Global Inequalities in Access to Cardiovascular Health Care

Our Greatest Challenge

Rohina Joshi, MBBS, MPH, PhD*,*, Stephen Jan, MEc, PhD*, Yangfeng Wu, MD, PhD{dagger} and Stephen MacMahon, DSc, PhD, FACC, FAHA, FCSANZ*

* The George Institute for International Health, Faculty of Medicine, University of Sydney, Sydney, Australia
{dagger} The George Institute China, Department of Epidemiology, School of Public Health, Peking University, Peking, China

Manuscript received May 16, 2008; revised manuscript received July 31, 2008, accepted August 5, 2008.

* Reprint requests and correspondence: Dr. Rohina Joshi, The George Institute for International Health, University of Sydney, P.O. Box M201, Missenden Road, Sydney, NSW 2050, Australia (Email: rjoshi{at}thegeorgeinstitute.org).

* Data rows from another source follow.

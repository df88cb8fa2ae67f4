//! One-shot invoke client.
//!
//! Opens a WebSocket connection to a peer, sends a single
//! [`MeshMessage::Invoke`] frame, and waits for one response frame. Every
//! failure mode collapses to a `None` completion at the caller; the detail
//! is logged here.

use std::time::Duration;

use futures::{SinkExt, StreamExt};
use serde_json::Value;
use tokio::time::timeout;
use tokio_tungstenite::{connect_async, tungstenite::Message};
use tracing::warn;

use lattice_proto::{MeshMessage, MeshResponse};

/// Timeout for establishing the connection.
const CONNECT_TIMEOUT: Duration = Duration::from_secs(5);

/// Timeout for the response frame.
const RESPONSE_TIMEOUT: Duration = Duration::from_secs(30);

/// Errors that can occur during a single invoke exchange.
#[derive(Debug, thiserror::Error)]
pub enum InvokeError {
    /// Connecting to or talking over the socket failed.
    #[error("connection error: {0}")]
    Connection(String),
    /// The exchange did not complete within the timeout.
    #[error("request timed out")]
    Timeout,
    /// The peer sent something that is not a valid response.
    #[error("protocol error: {0}")]
    Protocol(String),
    /// The peer answered with a wire-level error.
    #[error("peer error {code}: {message}")]
    Peer {
        /// Wire error code.
        code: u32,
        /// Peer-supplied description.
        message: String,
    },
}

/// Performs one invoke exchange, mapping every failure to `None`.
pub(crate) async fn invoke(url: String, endpoint: String, payload: Value) -> Option<Value> {
    match try_invoke(&url, &endpoint, payload).await {
        Ok(payload) => payload,
        Err(e) => {
            warn!(url = %url, endpoint = %endpoint, error = %e, "Invoke failed");
            None
        }
    }
}

/// Performs one invoke exchange against `url`.
///
/// # Errors
///
/// Returns an error if the connection, the exchange, or decoding fails, or
/// if the peer reports a wire-level error.
pub(crate) async fn try_invoke(
    url: &str,
    endpoint: &str,
    payload: Value,
) -> Result<Option<Value>, InvokeError> {
    let (mut ws, _response) = timeout(CONNECT_TIMEOUT, connect_async(url))
        .await
        .map_err(|_| InvokeError::Timeout)?
        .map_err(|e| InvokeError::Connection(e.to_string()))?;

    let frame = MeshMessage::Invoke {
        endpoint: endpoint.to_string(),
        payload,
    }
    .to_json()
    .map_err(|e| InvokeError::Protocol(e.to_string()))?;

    ws.send(Message::Text(frame))
        .await
        .map_err(|e| InvokeError::Connection(e.to_string()))?;

    let response = timeout(RESPONSE_TIMEOUT, ws.next())
        .await
        .map_err(|_| InvokeError::Timeout)?
        .ok_or_else(|| InvokeError::Connection("connection closed".into()))?
        .map_err(|e| InvokeError::Connection(e.to_string()))?;

    let result = match response {
        Message::Text(text) => {
            match MeshResponse::from_json(&text)
                .map_err(|e| InvokeError::Protocol(e.to_string()))?
            {
                MeshResponse::Result { payload } => Ok(payload),
                MeshResponse::Error { code, message } => Err(InvokeError::Peer { code, message }),
            }
        }
        Message::Close(_) => Err(InvokeError::Connection("connection closed by peer".into())),
        _ => Err(InvokeError::Protocol("unexpected message type".into())),
    };

    let _ = ws.close(None).await;
    result
}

Cardiovascular disease (CVD) was the leading cause of death globally in 2005, responsible for 17.5 million deaths, more than 80% of which occurred in low- and middle-income countries (LMIC). In these regions, CVD occurs at a much younger age than in high-income countries, thereby contributing disproportionately to lost potential years of healthy life as well as lost economic productivity. Many effective interventions for CVD prevention and management are now affordable for all but the very poorest countries, but large treatment gaps still exist because of poor prescribing practices, limited availability of medicines, and lack of appropriately skilled health care providers. Despite the increasing awareness of the growing epidemic of CVD in LMIC, this public health priority has received little attention from those who determine the international health agenda. Although the burden of CVD is already enormous in developing countries, there exists a window of opportunity to prevent the epidemic reaching its full potential magnitude. This requires the rapid deployment of strategies already proven to be effective in high-income countries. Such strategies need to be tailored for LMIC for them to be affordable, effective, and accessible to disadvantaged groups and the burgeoning middle classes. Ideally, the control of CVD in these countries would involve a dual approach in which evidence-based clinical strategies for CVD prevention and treatment are complemented by evidence-based population level strategies. We propose that upgrading primary health care services is a central requirement for the control of the CVD epidemics facing the developing world.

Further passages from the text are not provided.